1. An EFE Matrix allows strategists to summarize and evaluate economic,


social, cultural, demographic, environmental, political, governmental, legal,
technological, and competitive information.

2. There are five steps in developing an EFE Matrix as illustrated in Table 3-7.
a. List key external factors as identified in the external-audit process.
Include a total of 10-20 factors from both the opportunities and threats.
b. Assign to each factor a weight from .0 (not important) to 1.0 (very
important). These weights show the relative importance. The total of all
the weights should equal 1.0.
c. Assign a 1-4 rating to each factor to indicate how effectively the firm’s
current response strategy is: 1 = the response is poor, 2 = the response is
average, 3 = the response is above average, and 4 = the response is
superior.
d. Multiply each factor’s weight by its rating to get a weighted score.
e. Sum the weighted scores for each variable to determine the total
weighted score for the organization.

3. Table 3-8 provides an EFE Matrix for Gateway Computer Company.
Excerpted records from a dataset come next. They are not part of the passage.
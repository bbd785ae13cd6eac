//! Per-namespace ingress watching and route translation.
//!
//! Each watcher turns the ingress events of one namespace into route
//! installs and removals on the dynamic router. Only paths whose backend
//! resource reference names the recognized `S3Backend` kind participate;
//! everything else is skipped silently. A failure to resolve or construct
//! one path's backend never aborts the rest of the ingress.
//!
//! The handler records, per ingress UID, the last-applied spec and the
//! prefixes it installed. Updates compare specs field-by-field and replay as
//! delete-then-add; deletes replay the recorded prefixes, so they work even
//! when the delete payload is sparse.

use async_trait::async_trait;
use futures::{StreamExt, TryStreamExt};
use k8s_openapi::api::networking::v1::{Ingress, IngressSpec};
use kube::api::Api;
use kube::runtime::watcher;
use kube::{Client, ResourceExt};
use std::collections::{HashMap, HashSet};
use std::sync::Arc;
use std::time::Duration;
use tokio_util::sync::CancellationToken;
use tracing::{debug, error, info, warn};

use super::crd::{S3Backend, S3BackendSpec, BACKEND_KIND, GROUP};
use crate::backend::s3::StorageBackend;
use crate::cache::ObjectCache;
use crate::config::S3BackendConfig;
use crate::error::Result;
use crate::router::{DynamicRouter, Route};

/// Resolves an ingress path's backend reference to the declared spec.
#[async_trait]
pub trait BackendResolver: Send + Sync {
    async fn resolve(&self, namespace: &str, name: &str) -> Result<S3BackendSpec>;
}

/// Resolver backed by the cluster's `s3backends` API.
pub struct KubeBackendResolver {
    client: Client,
}

impl KubeBackendResolver {
    pub fn new(client: Client) -> Self {
        Self { client }
    }
}

#[async_trait]
impl BackendResolver for KubeBackendResolver {
    async fn resolve(&self, namespace: &str, name: &str) -> Result<S3BackendSpec> {
        let api: Api<S3Backend> = Api::namespaced(self.client.clone(), namespace);
        let resource = api.get(name).await?;
        Ok(resource.spec)
    }
}

/// A qualifying ingress path: URL prefix plus the referenced backend name.
#[derive(Debug, Clone, PartialEq, Eq)]
pub(crate) struct BackendPath {
    pub prefix: String,
    pub backend_name: String,
}

/// Extract the paths of an ingress that reference the recognized backend
/// kind. Paths with a service backend, a foreign API group, another kind,
/// or no path string are skipped silently.
pub(crate) fn qualifying_paths(ingress: &Ingress) -> Vec<BackendPath> {
    let mut paths = Vec::new();
    let Some(spec) = &ingress.spec else {
        return paths;
    };
    for rule in spec.rules.iter().flatten() {
        let Some(http) = &rule.http else { continue };
        for path in &http.paths {
            let Some(resource) = &path.backend.resource else {
                continue;
            };
            if resource.api_group.as_deref().is_some_and(|group| group != GROUP) {
                continue;
            }
            if resource.kind != BACKEND_KIND {
                continue;
            }
            let Some(prefix) = &path.path else { continue };
            paths.push(BackendPath {
                prefix: prefix.clone(),
                backend_name: resource.name.clone(),
            });
        }
    }
    paths
}

/// Bookkeeping for one installed ingress.
struct InstalledIngress {
    spec: Option<IngressSpec>,
    prefixes: Vec<String>,
}

pub(crate) struct IngressHandler {
    namespace: String,
    router: Arc<DynamicRouter>,
    cache: Arc<ObjectCache>,
    resolver: Arc<dyn BackendResolver>,
    installed: HashMap<String, InstalledIngress>,
}

impl IngressHandler {
    pub(crate) fn new(
        namespace: String,
        router: Arc<DynamicRouter>,
        cache: Arc<ObjectCache>,
        resolver: Arc<dyn BackendResolver>,
    ) -> Self {
        Self {
            namespace,
            router,
            cache,
            resolver,
            installed: HashMap::new(),
        }
    }

    pub(crate) async fn on_applied(&mut self, ingress: &Ingress) {
        let Some(uid) = ingress.uid() else {
            warn!(component = "ingress-handler", namespace = %self.namespace, name = %ingress.name_any(), "ingress without uid");
            return;
        };
        match self.installed.get(&uid) {
            None => self.install(&uid, ingress).await,
            Some(existing) if existing.spec == ingress.spec => {
                debug!(component = "ingress-handler", namespace = %self.namespace, name = %ingress.name_any(), "ingress unchanged");
            }
            Some(_) => {
                // Updates replay as delete-then-add of the full path set.
                self.remove(&uid);
                self.install(&uid, ingress).await;
            }
        }
    }

    pub(crate) fn on_deleted(&mut self, ingress: &Ingress) {
        let uid = ingress.uid().unwrap_or_default();
        if self.installed.contains_key(&uid) {
            self.remove(&uid);
        } else {
            // Unknown UID: fall back to the paths the payload carries.
            warn!(component = "ingress-handler", namespace = %self.namespace, name = %ingress.name_any(), "delete for untracked ingress");
            for path in qualifying_paths(ingress) {
                self.router.delete(&path.prefix);
            }
        }
    }

    /// A watch restart delivers the namespace's full ingress set: drop
    /// routes for ingresses that vanished, then re-apply the rest.
    pub(crate) async fn resync(&mut self, ingresses: Vec<Ingress>) {
        let live: HashSet<String> = ingresses.iter().filter_map(|i| i.uid()).collect();
        let stale: Vec<String> = self
            .installed
            .keys()
            .filter(|uid| !live.contains(*uid))
            .cloned()
            .collect();
        for uid in stale {
            info!(component = "ingress-handler", namespace = %self.namespace, uid = %uid, "ingress gone after resync");
            self.remove(&uid);
        }
        for ingress in &ingresses {
            self.on_applied(ingress).await;
        }
    }

    async fn install(&mut self, uid: &str, ingress: &Ingress) {
        let name = ingress.name_any();
        let mut prefixes = Vec::new();
        for path in qualifying_paths(ingress) {
            let spec = match self
                .resolver
                .resolve(&self.namespace, &path.backend_name)
                .await
            {
                Ok(spec) => spec,
                Err(err) => {
                    error!(
                        component = "ingress-handler",
                        namespace = %self.namespace,
                        ingress = %name,
                        backend = %path.backend_name,
                        error = %err,
                        "get s3 backend"
                    );
                    continue;
                }
            };
            let config = S3BackendConfig::from(&spec);
            let backend = StorageBackend::new(config, Arc::clone(&self.cache));
            self.router.prepend(Route {
                prefix: path.prefix.clone(),
                backend: Arc::new(backend),
            });
            prefixes.push(path.prefix);
        }
        info!(
            component = "ingress-handler",
            namespace = %self.namespace,
            ingress = %name,
            routes = prefixes.len(),
            "installed ingress routes"
        );
        self.installed.insert(
            uid.to_string(),
            InstalledIngress {
                spec: ingress.spec.clone(),
                prefixes,
            },
        );
    }

    fn remove(&mut self, uid: &str) {
        if let Some(installed) = self.installed.remove(uid) {
            for prefix in installed.prefixes {
                self.router.delete(&prefix);
            }
        }
    }

    /// Drop every route this handler installed. Called when the namespace
    /// watcher stops.
    fn remove_all(&mut self) {
        let uids: Vec<String> = self.installed.keys().cloned().collect();
        for uid in uids {
            self.remove(&uid);
        }
    }
}

/// Watch one namespace's ingresses until the stop token fires.
pub(crate) async fn watch_ingresses(
    client: Client,
    namespace: String,
    router: Arc<DynamicRouter>,
    cache: Arc<ObjectCache>,
    stop: CancellationToken,
) {
    let resolver = Arc::new(KubeBackendResolver::new(client.clone()));
    let mut handler = IngressHandler::new(
        namespace.clone(),
        router,
        cache,
        resolver,
    );

    let api: Api<Ingress> = Api::namespaced(client, &namespace);
    let mut stream = watcher(api, watcher::Config::default()).boxed();
    info!(component = "ingress-handler", namespace = %namespace, "started ingress watcher");

    loop {
        tokio::select! {
            _ = stop.cancelled() => {
                handler.remove_all();
                info!(component = "ingress-handler", namespace = %namespace, "stopped ingress watcher");
                return;
            }
            event = stream.try_next() => match event {
                Ok(Some(watcher::Event::Applied(ingress))) => handler.on_applied(&ingress).await,
                Ok(Some(watcher::Event::Deleted(ingress))) => handler.on_deleted(&ingress),
                Ok(Some(watcher::Event::Restarted(ingresses))) => handler.resync(ingresses).await,
                Ok(None) => {
                    warn!(component = "ingress-handler", namespace = %namespace, "ingress watch stream ended");
                    return;
                }
                Err(err) => {
                    error!(component = "ingress-handler", namespace = %namespace, error = %err, "ingress watch error");
                    tokio::time::sleep(Duration::from_secs(1)).await;
                }
            }
        }
    }
}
XII. THE COMPETITIVE PROFILE MATRIX (CPM)

A. The CPM Matrix

1. The CPM, illustrated in Table 3-9, identifies a firm’s major competitors and
their particular strengths and weaknesses in relation to a sample firm’s
strategic position.

2. Table 3-10 provides a Competitive Profile Matrix for Gateway Computer


Company.

3. There are some important differences between the EFE and CPM. First, the
critical success factors in a CPM are broader. These factors are also not
grouped into opportunities and threats as in the EFE. In a CPM, the ratings
and weighted scores can be compared to rival firms.